Fading Scroll, 2007, aluminum and copper wire, 88 x 472 inches
I have given up trying to cover gallery shows while they’re still up. That’s the job of a paid journalist. My reportage is typically presented after the fact, and until my twin clones are perfected, that’s probably the way it will remain.
So here we are at the Jack Shainman Gallery on 20th Street at the end of January. The show is El Anatsui’s "Zebra Crossing." God, I love this work: large, fluid expanses that hang slightly away from the wall, occasionally bulging or sagging as they yield their great weight to gravity.
Detail below
Zebra Crossing III, 2007, aluminum and copper wire, 61 x 107 inches
Detail below
The work embodies some lovely dualities. There’s an underlying geometry to the structure. Strips of metal—the aluminum wrapping from the neck of liquor bottles—are pierced and held together with twisted wire, row-on-row, but the overall effect is one of fluidity and organic growth. The patterns are textile-like in their structure, like Ghanian kente cloth, but sculptural in their presence. The work is made of junk, but the light shimmers sublimely across the surface. And of course there’s the metaphor of transcendence. It took the labels from a damn lot of devil water to make this celestially beautiful work.
Area B, 2007, aluminum and copper wire, 155 x 236 inches
You can call this work sculpture, tapestry or painting, and any description would be correct.
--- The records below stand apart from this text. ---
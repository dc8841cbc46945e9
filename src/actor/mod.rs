//! Actor Model: Message-passing concurrency for the paddock UI.
//!
//! Every long-running job lives on its own thread and talks over crossbeam
//! channels:
//! - **Input Actor**: Polls terminal events, forwards to main loop
//! - **Race Actor**: Runs one race, streams surface updates and the result
//! - **Ticker Actor**: Paces repaints
//! - **Render Actor**: Receives frames, diffs and flushes
//! - **Main Loop**: Owns the application state and reacts to all of the above
//!
//! # Architecture
//!
//! ```text
//! ┌──────────────┐     InputEvent      ┌──────────────┐
//! │ Input Thread │ ─────────────────▶  │              │
//! └──────────────┘                     │              │
//! ┌──────────────┐     RaceEvent       │              │
//! │ Race Thread  │ ─────────────────▶  │  Main Loop   │
//! └──────────────┘                     │              │
//! ┌──────────────┐       Tick          │              │
//! │Ticker Thread │ ─────────────────▶  │              │
//! └──────────────┘                     │              │
//! ┌──────────────┐    RenderCommand    │              │
//! │Render Thread │ ◀─────────────────  │              │
//! └──────────────┘                     └──────────────┘
//! ```

mod engine;
mod input;
mod messages;
mod race;
mod renderer;
mod ticker;

pub use engine::{Engine, EngineConfig};
pub use input::{convert_event, InputActor};
pub use messages::{InputEvent, KeyCode, KeyModifiers, RaceEvent, RenderCommand};
pub use race::{RaceActor, RacePlan};
pub use renderer::{RenderStats, RendererActor};
pub use ticker::{Tick, TickerActor};
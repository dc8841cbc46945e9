//! Race model: lanes, random draws, the tick loop and frame rendering.
//!
//! - [`Lanes`]: three fixed, 1-indexed horse slots
//! - [`RandomSource`]: uniform draws, seedable or scripted
//! - [`Race`]: the idle → running → finished state machine
//! - [`render`]: the text frame written to an output surface
//!
//! # Example
//!
//! ```rust
//! use paddock::race::{Race, RaceRules, ScriptedSource};
//! use paddock::{Horse, TextSurface};
//!
//! let mut race = Race::with_parts(
//!     3,
//!     TextSurface::new(),
//!     RaceRules::unpaced(),
//!     Box::new(ScriptedSource::new([0.0, 0.5])),
//! )
//! .unwrap();
//! race.add_horse(Horse::new('A', "Arrow", 1.0), 1).unwrap();
//! race.add_horse(Horse::new('B', "Boulder", 0.0), 2).unwrap();
//!
//! let outcome = race.start_race().unwrap();
//! assert_eq!(outcome.finish.winner_name(), Some("Arrow"));
//! ```

mod lanes;
#[allow(clippy::module_inception)]
mod race;
mod rng;
pub mod render;

pub use lanes::{Lanes, LANE_COUNT, REQUIRED_LANES};
pub use race::{move_horse, Finish, Race, RaceOutcome, RaceRules, RaceState, Step};
pub use rng::{RandomSource, ScriptedSource, SeededSource};
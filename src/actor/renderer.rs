//! Renderer Actor: Dedicated thread for rendering to the terminal.
//!
//! This actor owns stdout and the visible buffer. It receives complete
//! frames from the main loop, diffs them against what is on screen and
//! writes only the changed cells in a single flush.

use super::messages::RenderCommand;
use crate::buffer::diff::{render_diff, render_full, DiffState};
use crate::buffer::Buffer;
use crossbeam_channel::{Receiver, RecvTimeoutError};
use crossterm::cursor::Hide;
use crossterm::queue;
use std::io::{self, Write};
use std::sync::atomic::{AtomicBool, Ordering};
use std::sync::Arc;
use std::thread::{self, JoinHandle};
use std::time::{Duration, Instant};

/// Renderer actor that handles terminal output.
pub struct RendererActor {
    /// Handle to the render thread.
    handle: Option<JoinHandle<()>>,
    /// Flag to signal shutdown.
    shutdown: Arc<AtomicBool>,
}

/// Render statistics for debugging/profiling.
#[derive(Debug, Clone, Default)]
pub struct RenderStats {
    /// Total frames rendered.
    pub frames: u64,
    /// Total cells changed across all frames.
    pub cells_changed: u64,
    /// Total bytes written to terminal.
    pub bytes_written: u64,
    /// Last render time in microseconds.
    pub last_render_us: u64,
}

/// Internal renderer state.
struct Renderer<W: Write> {
    /// What the terminal currently shows.
    current: Buffer,
    /// Diff state for cursor/color tracking.
    diff_state: DiffState,
    /// Pre-allocated output buffer.
    output: Vec<u8>,
    /// Terminal handle.
    out: W,
    /// Render statistics.
    stats: RenderStats,
    /// Whether the next frame must be drawn in full.
    needs_full_redraw: bool,
}

impl<W: Write> Renderer<W> {
    fn new(out: W, width: u16, height: u16) -> Self {
        Self {
            current: Buffer::new(width, height),
            diff_state: DiffState::new(),
            output: Vec::with_capacity(16 * 1024),
            out,
            stats: RenderStats::default(),
            needs_full_redraw: true,
        }
    }

    /// Draw `next` and make it the current frame.
    fn render(&mut self, next: &Buffer) -> io::Result<()> {
        let start = Instant::now();
        self.output.clear();

        let result = if self.needs_full_redraw {
            self.needs_full_redraw = false;
            render_full(next, &mut self.output, &mut self.diff_state)?
        } else {
            render_diff(&self.current, next, &mut self.output, &mut self.diff_state)?
        };
        queue!(self.output, Hide)?;

        if !self.output.is_empty() {
            self.out.write_all(&self.output)?;
            self.out.flush()?;
        }
        self.current.copy_from(next);

        self.stats.frames += 1;
        self.stats.cells_changed += result.cells_changed as u64;
        self.stats.bytes_written += self.output.len() as u64;
        self.stats.last_render_us =
            u64::try_from(start.elapsed().as_micros()).unwrap_or(u64::MAX);
        Ok(())
    }

    fn resize(&mut self, width: u16, height: u16) {
        self.current.resize(width, height);
        self.needs_full_redraw = true;
    }

    /// Apply one command. Returns `false` on shutdown.
    fn handle(&mut self, command: RenderCommand) -> io::Result<bool> {
        match command {
            RenderCommand::FullRedraw(buffer) => {
                self.needs_full_redraw = true;
                self.render(&buffer)?;
            }
            RenderCommand::Update(buffer) => self.render(&buffer)?,
            RenderCommand::Resize { width, height } => self.resize(width, height),
            RenderCommand::Shutdown => return Ok(false),
        }
        Ok(true)
    }
}

impl RendererActor {
    /// Spawn the renderer actor thread drawing to stdout.
    ///
    /// # Arguments
    ///
    /// * `receiver` - Channel to receive render commands from.
    /// * `width` - Initial terminal width.
    /// * `height` - Initial terminal height.
    pub fn spawn(receiver: Receiver<RenderCommand>, width: u16, height: u16) -> Self {
        let shutdown = Arc::new(AtomicBool::new(false));
        let shutdown_clone = shutdown.clone();

        let handle = thread::Builder::new()
            .name("paddock-render".to_string())
            .spawn(move || {
                let mut renderer = Renderer::new(io::stdout(), width, height);
                match Self::run_loop(&mut renderer, &receiver, &shutdown_clone) {
                    Ok(()) => log::debug!("render thread done: {:?}", renderer.stats),
                    Err(e) => log::error!("render thread error: {e}"),
                }
            })
            .expect("Failed to spawn render thread");

        Self {
            handle: Some(handle),
            shutdown,
        }
    }

    /// Signal the render thread to shutdown.
    pub fn shutdown(&self) {
        self.shutdown.store(true, Ordering::Relaxed);
    }

    /// Wait for the render thread to finish.
    pub fn join(mut self) {
        if let Some(handle) = self.handle.take() {
            let _ = handle.join();
        }
    }

    fn run_loop<W: Write>(
        renderer: &mut Renderer<W>,
        receiver: &Receiver<RenderCommand>,
        shutdown: &AtomicBool,
    ) -> io::Result<()> {
        while !shutdown.load(Ordering::Relaxed) {
            match receiver.recv_timeout(Duration::from_millis(16)) {
                Ok(command) => {
                    if !renderer.handle(command)? {
                        break;
                    }
                }
                Err(RecvTimeoutError::Timeout) => {}
                Err(RecvTimeoutError::Disconnected) => break,
            }
        }
        Ok(())
    }
}
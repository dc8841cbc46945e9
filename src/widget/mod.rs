//! Widgets: the screen components of the paddock UI.
//!
//! Every widget draws into a [`Buffer`](crate::buffer::Buffer) inside its own
//! bounds and tracks whether it changed since the last frame. The race text
//! itself arrives through [`TrackView`], which doubles as an
//! [`OutputSurface`](crate::surface::OutputSurface).

mod horse_form;
mod roster;
mod status_bar;
mod text_input;
mod track_view;
mod traits;

pub use horse_form::{FormField, FormOutcome, HorseForm, FORM_HEIGHT, FORM_WIDTH};
pub use roster::RosterView;
pub use status_bar::{Severity, StatusBar, StatusBarConfig};
pub use text_input::{TextInput, TextInputConfig};
pub use track_view::TrackView;
pub use traits::Widget;
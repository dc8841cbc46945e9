//! `paddock`: run horse races in the terminal.

use std::fs::OpenOptions;
use std::io::{self, Write};
use std::path::PathBuf;

use anyhow::{bail, Context};
use clap::Parser;
use log::info;

use paddock::app::{self, TOO_FEW_HORSES};
use paddock::race::REQUIRED_LANES;
use paddock::{Config, Finish, HorseSpec};

#[derive(Parser)]
#[command(name = "paddock", version, about = "A three-lane horse race simulator")]
struct Cli {
    /// JSON configuration file
    #[arg(long, value_name = "PATH")]
    config: Option<PathBuf>,

    /// Race length in units [default: 20]
    #[arg(long, value_name = "N")]
    length: Option<u32>,

    /// Seed for reproducible races
    #[arg(long, value_name = "N")]
    seed: Option<u64>,

    /// Pause between race ticks in milliseconds [default: 100]
    #[arg(long = "tick-ms", value_name = "MS")]
    tick_ms: Option<u64>,

    /// Enter a horse; repeat for more. Replaces the configured roster.
    #[arg(long = "horse", value_name = "NAME,SYMBOL,CONFIDENCE")]
    horses: Vec<HorseSpec>,

    /// Run a single race on stdout without the interactive UI
    #[arg(long)]
    headless: bool,

    /// Write logs to this file
    #[arg(long, value_name = "PATH")]
    log_file: Option<PathBuf>,
}

impl Cli {
    /// Load the config file (if any) and apply command-line overrides.
    fn resolve_config(&self) -> anyhow::Result<Config> {
        let mut config = match &self.config {
            Some(path) => Config::load(path)
                .with_context(|| format!("could not load {}", path.display()))?,
            None => Config::default(),
        };

        if let Some(length) = self.length {
            config.race.length = length;
        }
        if let Some(seed) = self.seed {
            config.race.seed = Some(seed);
        }
        if let Some(tick_ms) = self.tick_ms {
            config.race.tick_interval_ms = tick_ms;
        }
        if !self.horses.is_empty() {
            config.roster = self.horses.iter().map(|spec| spec.0.clone()).collect();
        }

        config.validate().context("invalid settings")?;
        Ok(config)
    }
}

fn init_logging(cli: &Cli) -> anyhow::Result<()> {
    // stderr output would corrupt the alternate screen.
    let default_filter = if cli.headless || cli.log_file.is_some() {
        "info"
    } else {
        "off"
    };
    let mut builder =
        env_logger::Builder::from_env(env_logger::Env::default().default_filter_or(default_filter));
    builder.format_timestamp_micros();

    if let Some(path) = &cli.log_file {
        let log_file = OpenOptions::new()
            .create(true)
            .write(true)
            .truncate(true)
            .open(path)
            .with_context(|| format!("could not open log file {}", path.display()))?;
        builder.target(env_logger::Target::Pipe(Box::new(log_file)));
    }

    builder.init();
    Ok(())
}

fn run_headless(config: &Config) -> anyhow::Result<()> {
    if config.roster.len() < REQUIRED_LANES {
        bail!(TOO_FEW_HORSES);
    }

    let stdout = io::stdout();
    let (outcome, horses) = app::run_headless(config, stdout.lock()).context("race failed")?;

    let mut out = stdout.lock();
    writeln!(out)?;
    match &outcome.finish {
        Finish::Winner { .. } => {}
        Finish::AllFallen => writeln!(out, "Every horse fell. There is no winner.")?,
        Finish::Stalled => writeln!(out, "No standing horse can move. The race was called off.")?,
    }
    writeln!(out, "Race over after {} ticks.", outcome.ticks)?;
    for (lane, horse) in &horses {
        writeln!(out, "  lane {lane}: {horse}")?;
    }
    Ok(())
}

fn main() -> anyhow::Result<()> {
    let cli = Cli::parse();
    init_logging(&cli)?;
    let config = cli.resolve_config()?;

    info!(
        "Starting paddock: length {}, {} horse(s), seed {:?}",
        config.race.length,
        config.roster.len(),
        config.race.seed
    );

    if cli.headless {
        run_headless(&config)
    } else {
        app::run(config).context("terminal UI failed")
    }
}
use http::StatusCode;
use thiserror::Error;

/// MySQL `ER_ACCESS_DENIED_ERROR`: the server rejected the user or IAM token.
pub const ER_ACCESS_DENIED: u16 = 1045;

pub type BoxError = Box<dyn std::error::Error + Send + Sync>;

/// A database failure independent of the driver that produced it.
///
/// `code` carries the MySQL error number when the server sent one; driver-level
/// failures such as I/O, TLS or timeouts have no number.
#[derive(Debug, Clone, PartialEq, Eq, Error)]
#[error("{message}")]
pub struct DbError {
    pub code: Option<u16>,
    pub message: String,
}

impl DbError {
    pub fn new(code: Option<u16>, message: impl Into<String>) -> Self {
        Self {
            code,
            message: message.into(),
        }
    }

    pub fn is_auth_failure(&self) -> bool {
        self.code == Some(ER_ACCESS_DENIED)
    }
}

/// Why opening a connection failed, as reported by a `Connector`.
#[derive(Debug, Error)]
pub enum OpenError {
    #[error(transparent)]
    Database(#[from] DbError),
    #[error(transparent)]
    Other(BoxError),
}

#[derive(Debug, Error)]
pub enum ItemsError {
    #[error("Missing required database environment variables: {}", .missing.join(", "))]
    Configuration { missing: Vec<&'static str> },
    #[error("Failed to generate IAM DB auth token: {0}")]
    TokenGeneration(#[source] BoxError),
    #[error("Database authentication failed: {0}")]
    Authentication(#[source] DbError),
    #[error("Database connection failed: {0}")]
    TransientConnection(#[source] DbError),
    #[error("Failed to connect to the database")]
    ConnectionExhausted,
    #[error("Database query failed: {0}")]
    Query(#[source] DbError),
    #[error("{0}")]
    Validation(String),
    #[error("Unexpected error: {0}")]
    Unexpected(#[source] BoxError),
}

impl ItemsError {
    /// The MySQL error number behind this failure, if any.
    pub fn errno(&self) -> Option<u16> {
        match self {
            ItemsError::Authentication(e)
            | ItemsError::TransientConnection(e)
            | ItemsError::Query(e) => e.code,
            _ => None,
        }
    }

    pub fn status(&self) -> StatusCode {
        match self {
            ItemsError::Validation(_) => StatusCode::BAD_REQUEST,
            _ => StatusCode::INTERNAL_SERVER_ERROR,
        }
    }

    /// The message returned to the caller. Server-side detail stays in the logs.
    pub fn client_message(&self) -> &str {
        match self {
            ItemsError::Validation(message) => message.as_str(),
            _ if self.errno() == Some(ER_ACCESS_DENIED) => "Database authentication failed",
            ItemsError::TransientConnection(_) | ItemsError::Query(_) => "Database error",
            _ => "Internal Server Error",
        }
    }
}

#[cfg(test)]
mod tests {
    use super::*;

    #[test]
    fn when_query_fails_with_access_denied_should_report_auth_failure() {
        let err = ItemsError::Query(DbError::new(Some(ER_ACCESS_DENIED), "Access denied"));

        assert_eq!(err.status(), StatusCode::INTERNAL_SERVER_ERROR);
        assert_eq!(err.client_message(), "Database authentication failed");
    }

    #[test]
    fn should_map_each_kind_to_its_client_message() {
        let cases = [
            (
                ItemsError::Authentication(DbError::new(Some(ER_ACCESS_DENIED), "denied")),
                "Database authentication failed",
            ),
            (
                ItemsError::TransientConnection(DbError::new(Some(2003), "can't connect")),
                "Database error",
            ),
            (
                ItemsError::Query(DbError::new(Some(1146), "no such table")),
                "Database error",
            ),
            (
                ItemsError::Configuration {
                    missing: vec!["DB_USER"],
                },
                "Internal Server Error",
            ),
            (
                ItemsError::TokenGeneration("no credentials".into()),
                "Internal Server Error",
            ),
            (ItemsError::ConnectionExhausted, "Internal Server Error"),
            (
                ItemsError::Unexpected("boom".into()),
                "Internal Server Error",
            ),
        ];

        for (err, expected) in cases {
            assert_eq!(err.status(), StatusCode::INTERNAL_SERVER_ERROR);
            assert_eq!(err.client_message(), expected, "{err}");
        }
    }

    #[test]
    fn when_validation_fails_should_return_400_with_message() {
        let err = ItemsError::Validation("Missing 'name'".to_string());

        assert_eq!(err.status(), StatusCode::BAD_REQUEST);
        assert_eq!(err.client_message(), "Missing 'name'");
    }

    #[test]
    fn configuration_error_should_list_missing_fields() {
        let err = ItemsError::Configuration {
            missing: vec!["DB_PROXY_ENDPOINT", "DB_NAME"],
        };

        assert_eq!(
            err.to_string(),
            "Missing required database environment variables: DB_PROXY_ENDPOINT, DB_NAME"
        );
    }
}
El Anatsui is a professor of sculpture at the University of Nigeria, so perhaps sculpture is the word he would use. But the relative flatness of the surface suggests painting. Think, for instance, of the gilding and drape of Klimt. And the structure does suggest tapestry. Are you familiar with the work of Colombian-born artist Olga de Amaral, whose large scale tapestries are painted and gilded? See both below.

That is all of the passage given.